The Frenchman has struggled with the Red Bull RB15, particularly at corner exits, which is where he states he is losing the most ground.
"I’ve always been quite aggressive in my driving, and for the car we had at the beginning of the season that was too much, maybe the rear of the car was a bit tricky, and I just have to adapt the way I used to drive before to what the car needs at this moment.
"I think it’s better now, also for the upgrades, so I would say it’s about working more on what the car needs so the car can become more useful to me as well, and I believe that this would make things better, weekend after weekend."
Gasly says that he can learn a lot from Verstappen who has been at Red Bull much longer, and believes that it helps that the two have known each other for many years.
"I’ve known him for more than ten years: we raced together in karting, and we always kept quite close, and we have spent training camps together in Monaco, we did a lot of activities, and to be fair, everything is going well.
"Besides, he’s more experienced with the team, so I have good things to take from his experience and it’s good to have him as a benchmark as he is one of the most talented guys on the grid."
Is it really?

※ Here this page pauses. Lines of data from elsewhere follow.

use std::env;
use std::path::PathBuf;

fn main() {
    let crate_dir = env::var("CARGO_MANIFEST_DIR").unwrap();
    let output_file = PathBuf::from(&crate_dir)
        .join("../../CulvertSizingFFI.h")
        .display()
        .to_string();

    // Generate C bindings using cbindgen
    cbindgen::Builder::new()
        .with_crate(crate_dir)
        .with_language(cbindgen::Language::C)
        .with_include_guard("CULVERT_SIZING_FFI_H")
        .with_documentation(true)
        .with_pragma_once(false)
        .generate()
        .expect("Unable to generate C bindings")
        .write_to_file(output_file);

    println!("cargo:rerun-if-changed=src/lib.rs");
    println!("cargo:rerun-if-changed=src/calculate.rs");
    println!("cargo:rerun-if-changed=src/tables.rs");
}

I mean, it would be good if he was a few thousands or hundreds of a second slower than him, but he is more than a couple of tenths slower. I don't think that it is good.
It was too early for him to get promoted. Let's just hope that, if he is sacked, he gets a second chance like Kvyat, since he isn't half bad. He might not be a champion material, but we need the rest of the field too.
I would agree with him in one sense: since he is so new, and Max is so fast, he would've likely looked inferior anyway, so I think it could be fortunate in the sense that he is kinda protected by the difference in pace. Not that that is the way he wanted it to be interpreted, mind. But yes, it was too early. He is good, there is potential, but he isn't getting to learn how to put it onto the road.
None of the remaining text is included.